Silent Spring’s contribution to breast cancer prevention and environmental health is unparalleled. Since its founding, the Institute has published more than 100 scientific papers in top journals and its science has informed policies around the country.
Research supports national movement toward safer food packaging
In a 2017 study, we showed that toxic chemicals called PFAS are commonly found in fast food packaging in the U.S. PFAS (per- and polyfluoroalkyl substances) are grease- and waterproof chemicals found in a wide range of consumer products. Their widespread use in food packaging is concerning because PFAS have been linked with cancers, thyroid disease, immune suppression, low birth weight, and decreased fertility. Following the publication of our research, the state of Washington banned PFAS from all paper food packaging, making it the first state in the country to enact such a law. Several states have since introduced similar legislation.
Consumers can now purchase furniture free of toxic flame retardants
Our research on the health risks associated with exposure to toxic flame retardant chemicals inside the home led the state of California to revise its flammability standard for furniture. This new standard, which went into effect in 2014, provides fire safety while eliminating the need for flame retardants in furniture. Because California represents such as large market, this affected products across North America.
In 2017, Silent Spring testified before the U.S. Consumer Product Safety Commission in support of a petition to eliminate an entire class of flame retardants from children’s products, mattresses, upholstered furniture, and electronics. The CPSC ultimately voted in favor of the petition, representing a huge victory for public health.
Boston changes fire code to protect public health
In 2016, scientists at Silent Spring along with other groups persuaded the City of Boston to change its fire code to allow furniture free of flame retardants in public places including hospitals, schools, and colleges. Many manufacturers welcome the changes since adding flame retardant chemicals to furniture can limit product design, reduce the furniture's longevity, and add substantial cost to production. Not only has this change saved institutions hundreds of thousands of dollars, for every college classroom that switches to flame retardant-free furniture, approximately 125,000 students will be spared exposure to harmful chemicals.
“Right to know” becomes more mainstream
Silent Spring has long called for greater sharing of individual results in environmental exposure and biomonitoring studies. Until recently, most researchers have been reluctant to do this for fear it would cause undue harm if the medical implications are unclear. However, the Institute’s pioneering research on the ethics of community-based research has shown just the opposite—reporting back improves science and health literacy, and is an effective tool for translating research into better public health. Today, Silent Spring’s innovative methods for sharing results have become a model for research nationwide.

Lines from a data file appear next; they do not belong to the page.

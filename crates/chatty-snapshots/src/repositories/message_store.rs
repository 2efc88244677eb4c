use std::future::Future;
use std::pin::Pin;

use serde::{Deserialize, Serialize};

use super::error::{StoreError, StoreResult};
use crate::models::Message;

pub type BoxFuture<'a, T> = Pin<Box<dyn Future<Output = T> + Send + 'a>>;

/// Action queued on the backend for a character's conversation
#[derive(Debug, Clone, PartialEq, Serialize, Deserialize)]
#[serde(tag = "action")]
pub enum StoreAction {
    /// Produce a new snapshot for `message_id` given the visible history
    #[serde(rename = "regen")]
    Regenerate {
        message_id: String,
        messages: Vec<Message>,
    },
}

impl StoreAction {
    pub fn regenerate(message_id: impl Into<String>, messages: Vec<Message>) -> Self {
        StoreAction::Regenerate {
            message_id: message_id.into(),
            messages,
        }
    }

    pub fn name(&self) -> &'static str {
        match self {
            StoreAction::Regenerate { .. } => "regen",
        }
    }
}

/// An action accepted by a store, tagged with the request id the store assigned
#[derive(Debug, Clone, PartialEq, Serialize, Deserialize)]
pub struct QueuedAction {
    pub request_id: String,
    pub character_id: String,
    #[serde(flatten)]
    pub action: StoreAction,
}

#[derive(Debug, Clone, Default, PartialEq, Eq, Serialize, Deserialize)]
pub struct MetadataPatch {
    #[serde(default, skip_serializing_if = "Option::is_none")]
    pub selected_snapshot_index: Option<usize>,
}

/// Partial message update; only the fields that are set are applied
#[derive(Debug, Clone, Default, PartialEq, Eq, Serialize, Deserialize)]
pub struct MessagePatch {
    #[serde(default)]
    pub metadata: MetadataPatch,
}

impl MessagePatch {
    pub fn selected_snapshot_index(index: usize) -> Self {
        Self {
            metadata: MetadataPatch {
                selected_snapshot_index: Some(index),
            },
        }
    }

    pub fn apply_to(&self, message: &mut Message) {
        if let Some(index) = self.metadata.selected_snapshot_index {
            message.metadata.selected_snapshot_index = Some(index);
        }
    }
}

/// Authoritative message source the snapshot engine reads from and writes through.
///
/// Reads are synchronous views of the store's current state; writes are
/// asynchronous and may fail. Implementations must be cheap to query since
/// `active_history` is called on every navigation that persists a selection.
pub trait MessageStore: Send + Sync + 'static {
    /// Current ordered message list of the active conversation
    fn active_history(&self) -> Vec<Message>;

    /// Character (conversation) currently shown, if any
    fn active_character_id(&self) -> Option<String>;

    /// Queue a backend action; resolves once the action was accepted
    fn queue_action(
        &self,
        character_id: &str,
        action: StoreAction,
    ) -> BoxFuture<'static, StoreResult<()>>;

    /// Delete a single message from a character's history
    fn delete_message(
        &self,
        character_id: &str,
        message_id: &str,
    ) -> BoxFuture<'static, StoreResult<()>>;

    /// Dedicated selection persistence. Stores without it keep this default,
    /// which makes callers fall back to `update_message`.
    fn set_selected_snapshot_index(
        &self,
        _character_id: &str,
        _message_id: &str,
        _index: usize,
    ) -> BoxFuture<'static, StoreResult<()>> {
        Box::pin(async {
            Err(StoreError::Unsupported {
                operation: "set_selected_snapshot_index",
            })
        })
    }

    /// Generic partial message update
    fn update_message(
        &self,
        character_id: &str,
        message_id: &str,
        patch: MessagePatch,
    ) -> BoxFuture<'static, StoreResult<()>>;
}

Crowdsourced study empowers consumers to reduce their exposures
At Silent Spring, we believe knowledge is not just power, but a prescription for prevention. In 2016, we launched Detox Me™ Action Kit—the first crowdsourced biomonitoring study on people’s exposure to common household and environmental toxics. The innovative project is part of a national study to assess the U.S. population’s exposure to potentially harmful chemicals found in everyday consumer items, such as personal care products, food packaging, and household cleaners. Thanks to this study, people around the country can find out what’s in their bodies, and become empowered to reduce their exposures and live healthier lives.
Landmark publication on mammary carcinogens shapes national research agenda.
In a landmark study published in 2007 in the journal Cancer, researchers at Silent Spring identified 216 chemicals that cause mammary tumors in animals. The findings were based on an analysis of data from national and international sources. The researchers used the information to create a searchable online database called the Mammary Carcinogens Review Database, featuring detailed information on each carcinogen. The publication of this list—the first of its kind—was foundational. It provided a roadmap for studying these chemicals in humans, opened up an entire field of research on the links between environmental chemicals and breast cancer, and helped establish breast cancer prevention as a national research priority.